4/26/2009

So what have i REally been doing this past year in beijing??

Haha okay well it's a lot more than this, but my past 4 months have completely been devoted to this and so I might as well start from the beginning (mind you, this is a very very long explanation):


So, around October/November of last year, I was talking to God about how I was really loving beijing/china in general, sort of in an unexplainable manner. As in, if you had asked me to pinpoint a particular reason, i wouldn't be able to tell you. all i knew was that several months early, during the summer, i had not felt like that. but at that time, if you had said that i was staying in china for the rest of my life, i would have been okay with it. (i know, crazy huh? that's God for ya)
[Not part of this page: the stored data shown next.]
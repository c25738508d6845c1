// ABOUTME: Unified error handling with standard error codes and HTTP response mapping
// ABOUTME: Defines AppError, ErrorCode, ErrorResponse, and the axum IntoResponse integration
//
// SPDX-License-Identifier: MIT OR Apache-2.0
// Copyright (c) 2025 Pierre Fitness Intelligence

//! # Unified Error Handling System
//!
//! Centralized error types shared by the calculator, persistence, and HTTP
//! layers. Every failure that reaches a client is an [`AppError`] carrying an
//! [`ErrorCode`], which decides the HTTP status and the stable string code
//! serialized in the response body.

/// Profile validation errors raised by the nutrition target calculator
pub mod profile;

pub use profile::{InvalidProfileError, ProfileField};

use serde::{Deserialize, Serialize};
use thiserror::Error;

/// Standard error codes used throughout the application
#[derive(Debug, Clone, Copy, PartialEq, Eq, Serialize, Deserialize)]
pub enum ErrorCode {
    // Validation (3000-3999)
    /// Request input is invalid
    #[serde(rename = "INVALID_INPUT")]
    InvalidInput = 3000,
    /// A required request field is missing
    #[serde(rename = "MISSING_REQUIRED_FIELD")]
    MissingRequiredField = 3001,
    /// Biometric profile values are outside their domain
    #[serde(rename = "INVALID_PROFILE")]
    InvalidProfile = 3004,

    // Resource Management (4000-4999)
    /// Requested resource does not exist
    #[serde(rename = "RESOURCE_NOT_FOUND")]
    ResourceNotFound = 4000,

    // Internal Errors (9000-9999)
    /// Unexpected internal failure
    #[serde(rename = "INTERNAL_ERROR")]
    InternalError = 9000,
    /// Database operation failed
    #[serde(rename = "DATABASE_ERROR")]
    DatabaseError = 9001,
    /// Serialization or deserialization failed
    #[serde(rename = "SERIALIZATION_ERROR")]
    SerializationError = 9003,
}

impl ErrorCode {
    /// Get the HTTP status code for this error
    #[must_use]
    pub const fn http_status(self) -> u16 {
        match self {
            // 400 Bad Request
            Self::InvalidInput
            | Self::MissingRequiredField
            | Self::InvalidProfile => 400,

            // 404 Not Found
            Self::ResourceNotFound => 404,

            // 500 Internal Server Error
            Self::InternalError
            | Self::DatabaseError
            | Self::SerializationError => 500,
        }
    }

    /// Get a user-friendly description of this error
    #[must_use]
    pub const fn description(self) -> &'static str {
        match self {
            Self::InvalidInput => "The provided input is invalid",
            Self::MissingRequiredField => "A required field is missing from the request",
            Self::InvalidProfile => "The biometric profile is invalid",
            Self::ResourceNotFound => "The requested resource was not found",
            Self::InternalError => "An internal server error occurred",
            Self::DatabaseError => "Database operation failed",
            Self::SerializationError => "Data serialization/deserialization failed",
        }
    }
}

/// Additional context that can be attached to errors
#[derive(Debug, Clone, Serialize, Deserialize)]
pub struct ErrorContext {
    /// Request ID for tracing
    pub request_id: Option<String>,
    /// Resource ID if applicable (e.g. the profile email)
    pub resource_id: Option<String>,
    /// Additional key-value context
    pub details: serde_json::Value,
}

impl Default for ErrorContext {
    fn default() -> Self {
        Self {
            request_id: None,
            resource_id: None,
            details: serde_json::Value::Null,
        }
    }
}

/// Unified error type for the application
#[derive(Debug, Error)]
#[error("{}: {}", .code.description(), .message)]
pub struct AppError {
    /// Error code
    pub code: ErrorCode,
    /// Human-readable error message
    pub message: String,
    /// Additional context
    pub context: ErrorContext,
    /// Source error for error chaining
    #[source]
    pub source: Option<Box<dyn std::error::Error + Send + Sync>>,
}

impl AppError {
    /// Create a new `AppError` with the given code and message
    pub fn new(code: ErrorCode, message: impl Into<String>) -> Self {
        Self {
            code,
            message: message.into(),
            context: ErrorContext::default(),
            source: None,
        }
    }

    /// Add a request ID to the error context
    #[must_use]
    pub fn with_request_id(mut self, request_id: impl Into<String>) -> Self {
        self.context.request_id = Some(request_id.into());
        self
    }

    /// Add a resource ID to the error context
    #[must_use]
    pub fn with_resource_id(mut self, resource_id: impl Into<String>) -> Self {
        self.context.resource_id = Some(resource_id.into());
        self
    }

    /// Add details to the error context
    #[must_use]
    pub fn with_details(mut self, details: serde_json::Value) -> Self {
        self.context.details = details;
        self
    }

    /// Add a source error for error chaining
    #[must_use]
    pub fn with_source(mut self, source: impl std::error::Error + Send + Sync + 'static) -> Self {
        self.source = Some(Box::new(source));
        self
    }

    /// Get the HTTP status code for this error
    #[must_use]
    pub const fn http_status(&self) -> u16 {
        self.code.http_status()
    }
}

/// Convenience constructors for common errors
impl AppError {
    /// Resource not found
    pub fn not_found(resource: impl Into<String>) -> Self {
        Self::new(
            ErrorCode::ResourceNotFound,
            format!("{} not found", resource.into()),
        )
    }

    /// Invalid input
    pub fn invalid_input(message: impl Into<String>) -> Self {
        Self::new(ErrorCode::InvalidInput, message)
    }

    /// Required fields missing from a request body
    pub fn missing_fields(fields: &[&str]) -> Self {
        Self::new(
            ErrorCode::MissingRequiredField,
            format!("Missing required profile fields: {}", fields.join(", ")),
        )
        .with_details(serde_json::json!({ "fields": fields }))
    }

    /// Internal server error
    pub fn internal(message: impl Into<String>) -> Self {
        Self::new(ErrorCode::InternalError, message)
    }

    /// Database error
    pub fn database(message: impl Into<String>) -> Self {
        Self::new(ErrorCode::DatabaseError, message)
    }
}

/// Result type alias for convenience
pub type AppResult<T> = Result<T, AppError>;

/// HTTP error response format
#[derive(Debug, Serialize, Deserialize)]
pub struct ErrorResponse {
    /// Always false for error bodies
    pub success: bool,
    /// Error payload
    pub error: ErrorResponseDetails,
}

/// Error payload inside [`ErrorResponse`]
#[derive(Debug, Serialize, Deserialize)]
#[serde(rename_all = "camelCase")]
pub struct ErrorResponseDetails {
    /// Stable error code
    pub code: ErrorCode,
    /// Human-readable message
    pub message: String,
    /// Request ID for correlation
    #[serde(skip_serializing_if = "Option::is_none")]
    pub request_id: Option<String>,
    /// Structured details (e.g. offending fields)
    #[serde(default, skip_serializing_if = "serde_json::Value::is_null")]
    pub details: serde_json::Value,
}

impl From<AppError> for ErrorResponse {
    fn from(error: AppError) -> Self {
        Self {
            success: false,
            error: ErrorResponseDetails {
                code: error.code,
                message: error.message,
                request_id: error.context.request_id,
                details: error.context.details,
            },
        }
    }
}

impl From<InvalidProfileError> for AppError {
    fn from(error: InvalidProfileError) -> Self {
        let fields: Vec<&str> = error.fields().iter().map(|f| f.as_str()).collect();
        Self::new(ErrorCode::InvalidProfile, error.to_string())
            .with_details(serde_json::json!({ "fields": fields }))
    }
}

impl From<serde_json::Error> for AppError {
    fn from(error: serde_json::Error) -> Self {
        Self::new(ErrorCode::SerializationError, error.to_string()).with_source(error)
    }
}

/// Conversion from `anyhow::Error` to `AppError`
impl From<anyhow::Error> for AppError {
    fn from(error: anyhow::Error) -> Self {
        match error.chain().nth(1) {
            Some(source) => Self::new(ErrorCode::InternalError, error.to_string())
                .with_details(serde_json::json!({
                    "source": source.to_string()
                })),
            None => Self::new(ErrorCode::InternalError, error.to_string()),
        }
    }
}

#[cfg(feature = "http-response")]
impl axum::response::IntoResponse for AppError {
    fn into_response(self) -> axum::response::Response {
        let status = http::StatusCode::from_u16(self.http_status())
            .unwrap_or(http::StatusCode::INTERNAL_SERVER_ERROR);

        if status.is_server_error() {
            tracing::error!(code = ?self.code, error = %self, "Request failed");
        } else {
            tracing::debug!(code = ?self.code, error = %self, "Request rejected");
        }

        (status, axum::Json(ErrorResponse::from(self))).into_response()
    }
}

#[cfg(test)]
mod tests {
    use super::*;

    #[test]
    fn test_error_code_http_status() {
        assert_eq!(ErrorCode::InvalidProfile.http_status(), 400);
        assert_eq!(ErrorCode::MissingRequiredField.http_status(), 400);
        assert_eq!(ErrorCode::ResourceNotFound.http_status(), 404);
        assert_eq!(ErrorCode::DatabaseError.http_status(), 500);
    }

    #[test]
    fn test_invalid_profile_maps_to_bad_request_with_fields() {
        let error: AppError =
            InvalidProfileError::new(vec![ProfileField::Weight, ProfileField::Age]).into();

        assert_eq!(error.code, ErrorCode::InvalidProfile);
        assert_eq!(error.http_status(), 400);
        assert_eq!(
            error.context.details,
            serde_json::json!({ "fields": ["weight", "age"] })
        );
    }

    #[test]
    fn test_error_response_serialization() {
        let error = AppError::missing_fields(&["email", "height"]).with_request_id("req-123");
        let response = ErrorResponse::from(error);

        let json = serde_json::to_value(&response).unwrap();
        assert_eq!(json["success"], false);
        assert_eq!(json["error"]["code"], "MISSING_REQUIRED_FIELD");
        assert_eq!(json["error"]["requestId"], "req-123");
        assert_eq!(json["error"]["details"]["fields"][1], "height");
    }

    #[test]
    fn test_anyhow_conversion_keeps_source() {
        let error = anyhow::anyhow!("disk full").context("Failed to upsert profile");
        let app_error = AppError::from(error);

        assert_eq!(app_error.code, ErrorCode::InternalError);
        assert_eq!(app_error.message, "Failed to upsert profile");
        assert_eq!(app_error.context.details["source"], "disk full");
    }
}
Anyway, one day i was doing devos and this random crazy thought flew across my mind that maybe I should apply for the school of management at beida (the school i'm studying abroad at ) and then i could stay here for another 4 years and REALLY improve my chinese, at the same time i could learn how to do business stuff in chinese (accounting/finance/marketing/human resources) which is what I had planned to do in the States with an accounting minor. I mean, I had wanted to stay in China, so why not get a degree here while I'm at it?


At this point, most people said something along the lines of "but you'd be wasting 3 years of ucla education!!" i guess it depends on what you think "waste" is then, because my time at ucla, making the friends I did, learning the things I did, having the experience that I had had, I wouldn't consider a single moment of that "a waste".


Other people said, “UCLA degree makes it so much easier for you to get a job!" well, that was true, but with the way the economy is going now, it doesn't matter where you graduated from really. and at that point, and even now, i know your degree is not the only thing that gets you a job. i had had an offer to work at one of the top four accounting firms in beijing before the beginning of this crisis, and none of that had anything to do with UCLA. when it comes to connections and hookups, i have the Ultimate one :) so, wasn't really worrying about that either.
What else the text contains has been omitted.